Eccolo di nuovo, il nostro principe azzurro dei territori tra Ascoli e Macerata, con la sua tenacia e l’attaccamento alle radici.
Un vino coraggioso, quasi dimenticato e ora orgoglio della terra che dall’Adriatico va ad abbracciare i Sibillini.

Oggi vi parliamo di chi, il vino pecorino, lo produce a 1000 metri di altezza a Cupi di Visso (il vino pecorino più alto delle Marche).

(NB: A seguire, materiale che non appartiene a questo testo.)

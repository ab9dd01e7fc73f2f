use std::fmt;

/// Where the gesture points relative to the mouth centre.
#[derive(Clone, Copy, Debug, PartialEq, Eq, Hash)]
pub enum Direction {
    Center,
    Up,
    Down,
    Left,
    Right,
}

impl Direction {
    pub fn label(&self) -> &'static str {
        match self {
            Direction::Center => "CENTER",
            Direction::Up => "UP",
            Direction::Down => "DOWN",
            Direction::Left => "LEFT",
            Direction::Right => "RIGHT",
        }
    }
}

impl fmt::Display for Direction {
    fn fmt(&self, f: &mut fmt::Formatter<'_>) -> fmt::Result {
        f.write_str(self.label())
    }
}

/// Classifies an offset in image coordinates (`dy > 0` is down).
///
/// Both offsets strictly inside `dead_px`, or both zero, give `Center`.
/// Otherwise the larger-magnitude axis decides; equal magnitudes go to the
/// horizontal axis.
pub fn classify(dx: i32, dy: i32, dead_px: i32) -> Direction {
    if (dx == 0 && dy == 0) || (dx.abs() < dead_px && dy.abs() < dead_px) {
        Direction::Center
    } else if dx.abs() >= dy.abs() {
        if dx > 0 {
            Direction::Right
        } else {
            Direction::Left
        }
    } else if dy > 0 {
        Direction::Down
    } else {
        Direction::Up
    }
}

/// Dead-zone radius in pixels for a box whose longer side is `max_side`.
pub fn dead_zone_px(dead_frac: f64, max_side: i32) -> i32 {
    (dead_frac * max_side.max(1) as f64) as i32
}
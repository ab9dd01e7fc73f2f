pub const FACE_MODEL_NAME: &str = "yolo11n-pose_widerface.onnx";
pub const FACE_MODEL_URL: &str =
    "https://github.com/neutrinographics/faceguard/releases/download/v0.1.0/yolo11n-pose_widerface.onnx";

/// 468-point face mesh. Not downloadable; must be placed in the model cache
/// directory or passed explicitly.
pub const MESH_MODEL_NAME: &str = "face_landmark.onnx";

/// Points in the face mesh topology.
pub const MESH_POINT_COUNT: usize = 468;

/// Face-mesh indices tracing the inner lip ring, in polygon order.
pub const INNER_LIPS: [usize; 20] = [
    78, 191, 80, 81, 82, 13, 312, 311, 310, 415, 308, 324, 318, 402, 317, 14, 87, 178, 88, 95,
];

/// Mid-line points of the upper and lower inner lip.
pub const UPPER_INNER_LIP: usize = 13;
pub const LOWER_INNER_LIP: usize = 14;

/// Smallest polygon the mouth mask is built from.
pub const MIN_MOUTH_POLYGON_POINTS: usize = 6;

pub const IMAGE_EXTENSIONS: &[&str] = &["jpg", "jpeg", "png", "bmp", "tiff", "tif", "webp"];
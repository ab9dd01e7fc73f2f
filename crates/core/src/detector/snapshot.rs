use std::sync::{Arc, Mutex, PoisonError};
use std::time::{Duration, Instant};

use image::RgbImage;

use crate::detector::config::ChannelOrder;
use crate::gesture::domain::direction::Direction;
use crate::gesture::domain::segmenter::GestureReading;
use crate::presence::domain::slot_assigner::update_slots;
use crate::presence::domain::slot_state::SlotState;

/// Downscaled annotated frame, packed in `order`.
#[derive(Clone, Debug, PartialEq)]
pub struct PreviewImage {
    pub pixels: Vec<u8>,
    pub width: u32,
    pub height: u32,
    pub order: ChannelOrder,
}

impl PreviewImage {
    pub fn from_rgb(image: RgbImage, order: ChannelOrder) -> Self {
        let (width, height) = image.dimensions();
        let mut pixels = image.into_raw();
        if order == ChannelOrder::Bgr {
            swap_red_blue(&mut pixels);
        }
        Self {
            pixels,
            width,
            height,
            order,
        }
    }

    /// RGB copy regardless of the stored order.
    pub fn to_rgb_image(&self) -> Option<RgbImage> {
        let mut pixels = self.pixels.clone();
        if self.order == ChannelOrder::Bgr {
            swap_red_blue(&mut pixels);
        }
        RgbImage::from_raw(self.width, self.height, pixels)
    }
}

fn swap_red_blue(pixels: &mut [u8]) {
    for px in pixels.chunks_exact_mut(3) {
        px.swap(0, 2);
    }
}

/// Everything the consumer can observe, written as one unit per frame.
#[derive(Clone, Debug, Default)]
pub struct Snapshot {
    slots: Vec<SlotState>,
    preview: Option<PreviewImage>,
    debug_frame: Option<RgbImage>,
}

impl Snapshot {
    pub fn new(max_players: usize) -> Self {
        Self {
            slots: vec![SlotState::default(); max_players],
            preview: None,
            debug_frame: None,
        }
    }

    /// Replaces the per-frame fields. Edge bookkeeping owned by the
    /// consumer is left alone.
    pub fn publish(
        &mut self,
        assigned: &[Option<GestureReading>],
        preview: PreviewImage,
        debug_frame: Option<RgbImage>,
    ) {
        update_slots(&mut self.slots, assigned);
        self.preview = Some(preview);
        self.debug_frame = debug_frame;
    }

    /// Back to "nobody present": the worker has exited.
    pub fn clear(&mut self) {
        for slot in &mut self.slots {
            slot.clear();
        }
        self.preview = None;
        self.debug_frame = None;
    }

    pub fn slot_count(&self) -> usize {
        self.slots.len()
    }

    pub fn state(&self, slot: usize) -> bool {
        self.slots.get(slot).is_some_and(SlotState::current)
    }

    pub fn direction(&self, slot: usize) -> Option<Direction> {
        self.slots.get(slot).and_then(SlotState::direction)
    }

    pub fn consume_rising_edge(&mut self, slot: usize, now: Instant, debounce: Duration) -> bool {
        self.slots
            .get_mut(slot)
            .is_some_and(|s| s.consume_rising_edge(now, debounce))
    }

    pub fn preview(&self) -> Option<PreviewImage> {
        self.preview.clone()
    }

    pub fn debug_frame(&self) -> Option<RgbImage> {
        self.debug_frame.clone()
    }
}

/// The one lock shared by the worker and the consumer.
///
/// Accessors hold it only for the duration of the closure. A panic while
/// holding it does not make later accessors fail.
#[derive(Clone, Debug)]
pub struct SharedSnapshot(Arc<Mutex<Snapshot>>);

impl SharedSnapshot {
    pub fn new(max_players: usize) -> Self {
        Self(Arc::new(Mutex::new(Snapshot::new(max_players))))
    }

    pub fn with<R>(&self, f: impl FnOnce(&mut Snapshot) -> R) -> R {
        let mut guard = self.0.lock().unwrap_or_else(PoisonError::into_inner);
        f(&mut guard)
    }
}

#[cfg(test)]
mod tests {
    use super::*;

    const DEBOUNCE: Duration = Duration::from_millis(120);

    fn reading(direction: Direction) -> GestureReading {
        GestureReading {
            present: true,
            direction: Some(direction),
            openness: 20,
            fraction: 0.2,
        }
    }

    fn preview() -> PreviewImage {
        PreviewImage::from_rgb(RgbImage::new(4, 2), ChannelOrder::Rgb)
    }

    #[test]
    fn test_new_snapshot_is_empty() {
        let snapshot = Snapshot::new(2);
        assert_eq!(snapshot.slot_count(), 2);
        assert!(!snapshot.state(0));
        assert!(snapshot.preview().is_none());
        assert!(snapshot.debug_frame().is_none());
    }

    #[test]
    fn test_publish_updates_all_slots_at_once() {
        let mut snapshot = Snapshot::new(2);

        snapshot.publish(&[Some(reading(Direction::Up)), Some(reading(Direction::Left))], preview(), None);

        assert!(snapshot.state(0) && snapshot.state(1));
        assert_eq!(snapshot.direction(0), Some(Direction::Up));
        assert_eq!(snapshot.direction(1), Some(Direction::Left));
        assert!(snapshot.preview().is_some());
    }

    #[test]
    fn test_out_of_range_slot_is_inert() {
        let mut snapshot = Snapshot::new(1);
        snapshot.publish(&[Some(reading(Direction::Up))], preview(), None);

        assert!(!snapshot.state(5));
        assert_eq!(snapshot.direction(5), None);
        assert!(!snapshot.consume_rising_edge(5, Instant::now(), DEBOUNCE));
    }

    #[test]
    fn test_publish_keeps_edge_bookkeeping() {
        let mut snapshot = Snapshot::new(1);
        let now = Instant::now();
        snapshot.publish(&[Some(reading(Direction::Center))], preview(), None);
        assert!(snapshot.consume_rising_edge(0, now, DEBOUNCE));

        // Still on in the next frame: no second edge.
        snapshot.publish(&[Some(reading(Direction::Center))], preview(), None);
        assert!(!snapshot.consume_rising_edge(0, now + DEBOUNCE, DEBOUNCE));
    }

    #[test]
    fn test_clear_drops_presence_and_images() {
        let mut snapshot = Snapshot::new(2);
        snapshot.publish(&[Some(reading(Direction::Down)), None], preview(), Some(RgbImage::new(8, 8)));

        snapshot.clear();

        assert!(!snapshot.state(0));
        assert_eq!(snapshot.direction(0), None);
        assert!(snapshot.preview().is_none());
        assert!(snapshot.debug_frame().is_none());
    }

    #[test]
    fn test_preview_bgr_swaps_and_restores() {
        let mut img = RgbImage::new(1, 1);
        img.put_pixel(0, 0, image::Rgb([10, 20, 30]));

        let preview = PreviewImage::from_rgb(img.clone(), ChannelOrder::Bgr);

        assert_eq!(preview.pixels, vec![30, 20, 10]);
        assert_eq!(preview.to_rgb_image().unwrap(), img);
    }

    #[test]
    fn test_shared_snapshot_survives_poisoning() {
        let shared = SharedSnapshot::new(1);
        let clone = shared.clone();
        let _ = std::thread::spawn(move || {
            clone.with(|_| panic!("worker panicked while publishing"));
        })
        .join();

        assert!(!shared.with(|s| s.state(0)));
    }
}
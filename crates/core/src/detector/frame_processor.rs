use std::time::Instant;

use image::RgbImage;

use crate::detection::domain::subject_locator::{Subject, SubjectLocator};
use crate::detector::overlay::OverlayRenderer;
use crate::detector::snapshot::PreviewImage;
use crate::detector::worker_logger::WorkerLogger;
use crate::gesture::domain::segmenter::{GestureReading, GestureSegmenter, Segmentation};
use crate::presence::domain::slot_assigner::assign_slots;
use crate::shared::frame::Frame;

/// Everything the worker publishes for one frame.
pub struct FrameOutcome {
    /// One entry per slot, left to right.
    pub assigned: Vec<Option<GestureReading>>,
    pub preview: PreviewImage,
    pub debug_frame: Option<RgbImage>,
}

/// One frame end to end: locate, segment, assign, render.
pub struct FrameProcessor {
    locator: SubjectLocator,
    segmenter: GestureSegmenter,
    overlay: OverlayRenderer,
    max_players: usize,
    keep_debug_frame: bool,
}

impl FrameProcessor {
    pub fn new(
        locator: SubjectLocator,
        segmenter: GestureSegmenter,
        overlay: OverlayRenderer,
        max_players: usize,
        keep_debug_frame: bool,
    ) -> Self {
        Self {
            locator,
            segmenter,
            overlay,
            max_players,
            keep_debug_frame,
        }
    }

    /// Fails only if the landmark model fails. A subject whose segmentation
    /// fails is skipped and takes no slot.
    pub fn process(
        &mut self,
        frame: &Frame,
        logger: &mut dyn WorkerLogger,
    ) -> Result<FrameOutcome, Box<dyn std::error::Error>> {
        let t0 = Instant::now();
        let subjects = self.locator.locate(frame)?;
        logger.timing("locate", t0.elapsed().as_secs_f64() * 1000.0);
        logger.subjects(subjects.len());

        let t1 = Instant::now();
        let mut segmented: Vec<(Subject, Segmentation)> = Vec::with_capacity(subjects.len());
        for subject in subjects {
            match self.segmenter.segment(frame, &subject) {
                Ok(seg) => segmented.push((subject, seg)),
                Err(e) => log::debug!("Frame {}: skipping subject: {e}", frame.index()),
            }
        }
        logger.timing("segment", t1.elapsed().as_secs_f64() * 1000.0);

        let slots = assign_slots(segmented, |(subject, _)| subject.center.0, self.max_players);
        let assigned = slots
            .iter()
            .map(|slot| slot.as_ref().map(|(_, seg)| seg.reading))
            .collect();

        let t2 = Instant::now();
        let annotated = self.overlay.annotate(frame, &slots);
        let preview = self.overlay.preview(&annotated);
        let debug_frame = self.keep_debug_frame.then_some(annotated);
        logger.timing("render", t2.elapsed().as_secs_f64() * 1000.0);

        Ok(FrameOutcome {
            assigned,
            preview,
            debug_frame,
        })
    }
}
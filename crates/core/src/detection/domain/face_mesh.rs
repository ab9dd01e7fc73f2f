//! Dense face landmarks in frame-normalised coordinates.

/// One detected face as a list of landmark points.
///
/// Points are normalised to the frame (`x / width`, `y / height`), so they
/// stay valid if the consumer rescales the frame. Indices follow the
/// 468-point face-mesh topology.
#[derive(Clone, Debug, PartialEq)]
pub struct FaceMesh {
    points: Vec<(f32, f32)>,
    confidence: f32,
}

impl FaceMesh {
    pub fn new(points: Vec<(f32, f32)>, confidence: f32) -> Self {
        Self { points, confidence }
    }

    pub fn points(&self) -> &[(f32, f32)] {
        &self.points
    }

    pub fn confidence(&self) -> f32 {
        self.confidence
    }

    pub fn len(&self) -> usize {
        self.points.len()
    }

    pub fn is_empty(&self) -> bool {
        self.points.is_empty()
    }

    /// Landmark `index` in pixel coordinates of a `width` × `height` frame.
    ///
    /// Truncates toward zero onto the pixel grid. `None` if the mesh has no
    /// such index.
    pub fn point_px(&self, index: usize, width: u32, height: u32) -> Option<(i32, i32)> {
        let &(x, y) = self.points.get(index)?;
        Some(((x * width as f32) as i32, (y * height as f32) as i32))
    }

    /// Pixel coordinates of several landmarks, in the order given.
    pub fn points_px(&self, indices: &[usize], width: u32, height: u32) -> Option<Vec<(i32, i32)>> {
        indices
            .iter()
            .map(|&i| self.point_px(i, width, height))
            .collect()
    }
}
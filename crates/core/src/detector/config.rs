use std::fs;
use std::path::{Path, PathBuf};
use std::time::Duration;

use serde::{Deserialize, Serialize};
use thiserror::Error;

use crate::capture::domain::camera_candidate::{default_candidates, CameraCandidate};
use crate::gesture::domain::hsv::{HsvBand, HIGH_RED_BAND, LOW_RED_BAND};
use crate::gesture::domain::segmenter::SegmenterConfig;

/// Shortest allowed wait for the worker on `stop`.
pub const MIN_STOP_TIMEOUT_MS: u64 = 1000;

#[derive(Error, Debug)]
pub enum ConfigError {
    #[error("failed to read config {path}: {source}")]
    Read {
        path: PathBuf,
        #[source]
        source: std::io::Error,
    },
    #[error("failed to parse config {path}: {source}")]
    Parse {
        path: PathBuf,
        #[source]
        source: serde_json::Error,
    },
    #[error("failed to write config {path}: {source}")]
    Write {
        path: PathBuf,
        #[source]
        source: std::io::Error,
    },
    #[error("invalid config: {0}")]
    Invalid(String),
}

/// Colour order of the published preview.
#[derive(Debug, Clone, Copy, PartialEq, Eq, Default, Serialize, Deserialize)]
#[serde(rename_all = "lowercase")]
pub enum ChannelOrder {
    #[default]
    Rgb,
    Bgr,
}

/// Construction-time settings of the detector. Immutable once the detector
/// is built.
#[derive(Debug, Clone, PartialEq, Serialize, Deserialize)]
#[serde(default)]
pub struct DetectorConfig {
    /// Also publish the full-resolution annotated frame.
    pub show_debug_window: bool,
    pub frac_threshold: f64,
    pub min_open_px: u32,
    pub debounce_s: f64,
    /// `(width, height)` of the published preview.
    pub preview_size: (u32, u32),
    pub dir_dead_frac: f64,
    pub mirror: bool,
    pub max_players: usize,
    /// Draw boxes, contours, arrows and the readout onto the preview.
    pub show_metrics: bool,
    pub overlay_font: Option<PathBuf>,
    pub preview_order: ChannelOrder,
    pub hsv_bands: [HsvBand; 2],
    /// Devices tried in order when the camera opens.
    pub camera: Vec<CameraCandidate>,
    pub mouth_pad_px: i32,
    pub stop_timeout_ms: u64,
    pub capture_retry_ms: u64,
    pub detection_confidence: f64,
    /// Explicit face-mesh model file; otherwise looked up in the model cache.
    pub mesh_model: Option<PathBuf>,
    /// Directory searched for models after the user cache.
    pub model_dir: Option<PathBuf>,
}

impl Default for DetectorConfig {
    fn default() -> Self {
        Self {
            show_debug_window: false,
            frac_threshold: 0.06,
            min_open_px: 8,
            debounce_s: 0.12,
            preview_size: (900, 260),
            dir_dead_frac: 0.10,
            mirror: true,
            max_players: 2,
            show_metrics: true,
            overlay_font: None,
            preview_order: ChannelOrder::Rgb,
            hsv_bands: [LOW_RED_BAND, HIGH_RED_BAND],
            camera: default_candidates(),
            mouth_pad_px: 6,
            stop_timeout_ms: MIN_STOP_TIMEOUT_MS,
            capture_retry_ms: 10,
            detection_confidence: 0.5,
            mesh_model: None,
            model_dir: None,
        }
    }
}

impl DetectorConfig {
    /// `~/.config/TongueSwitch/detector.json` or the platform equivalent.
    pub fn default_path() -> Option<PathBuf> {
        dirs::config_dir().map(|d| d.join("TongueSwitch").join("detector.json"))
    }

    /// Reads a JSON config. Missing fields take their defaults.
    pub fn load(path: &Path) -> Result<Self, ConfigError> {
        let json = fs::read_to_string(path).map_err(|source| ConfigError::Read {
            path: path.to_path_buf(),
            source,
        })?;
        serde_json::from_str(&json).map_err(|source| ConfigError::Parse {
            path: path.to_path_buf(),
            source,
        })
    }

    pub fn save(&self, path: &Path) -> Result<(), ConfigError> {
        let write_error = |source| ConfigError::Write {
            path: path.to_path_buf(),
            source,
        };
        if let Some(parent) = path.parent() {
            fs::create_dir_all(parent).map_err(write_error)?;
        }
        let json = serde_json::to_string_pretty(self)
            .map_err(|e| ConfigError::Invalid(e.to_string()))?;
        fs::write(path, json).map_err(write_error)
    }

    pub fn validate(&self) -> Result<(), ConfigError> {
        let invalid = |msg: String| Err(ConfigError::Invalid(msg));

        if self.max_players == 0 {
            return invalid("max_players must be at least 1".into());
        }
        if !(0.0..=1.0).contains(&self.frac_threshold) {
            return invalid(format!("frac_threshold {} is outside [0, 1]", self.frac_threshold));
        }
        if self.dir_dead_frac.is_nan() || self.dir_dead_frac < 0.0 {
            return invalid(format!("dir_dead_frac {} is negative", self.dir_dead_frac));
        }
        if !self.debounce_s.is_finite() || self.debounce_s < 0.0 {
            return invalid(format!("debounce_s {} is not a duration", self.debounce_s));
        }
        if self.preview_size.0 == 0 || self.preview_size.1 == 0 {
            return invalid(format!("preview_size {:?} has no area", self.preview_size));
        }
        if self.stop_timeout_ms < MIN_STOP_TIMEOUT_MS {
            return invalid(format!(
                "stop_timeout_ms {} is below {MIN_STOP_TIMEOUT_MS}",
                self.stop_timeout_ms
            ));
        }
        if self.camera.is_empty() {
            return invalid("camera list is empty".into());
        }
        if let Some(band) = self.hsv_bands.iter().find(|b| !b.is_valid()) {
            return invalid(format!("hsv band {band:?} is inverted or out of range"));
        }
        if !(0.0..=1.0).contains(&self.detection_confidence) {
            return invalid(format!(
                "detection_confidence {} is outside [0, 1]",
                self.detection_confidence
            ));
        }
        Ok(())
    }

    pub fn segmenter_config(&self) -> SegmenterConfig {
        SegmenterConfig {
            frac_threshold: self.frac_threshold,
            min_open_px: self.min_open_px,
            dir_dead_frac: self.dir_dead_frac,
            bands: self.hsv_bands,
        }
    }

    pub fn debounce(&self) -> Duration {
        Duration::try_from_secs_f64(self.debounce_s).unwrap_or(Duration::ZERO)
    }

    pub fn stop_timeout(&self) -> Duration {
        Duration::from_millis(self.stop_timeout_ms.max(MIN_STOP_TIMEOUT_MS))
    }

    pub fn capture_retry(&self) -> Duration {
        Duration::from_millis(self.capture_retry_ms)
    }
}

3 lettere racchiudono il simbolo dell’azienda vinicola Coppacchioli: GLG ossia Gaia, Lucio e Ginevra, ultima generazione di una famiglia legata al territorio e alle tradizioni che ha deciso di riscoprire una viticoltura eroica e recuperare le vecchie viti ancora esistenti, lasciarle modellare dalle stagioni, protette dai venti freddi di montagna, consegnando poi il Primodicupi alla nostra tavola in una elegante bottiglia fregiata dal bassorilievo del santuario di Macereto “Offerta dell’Uva”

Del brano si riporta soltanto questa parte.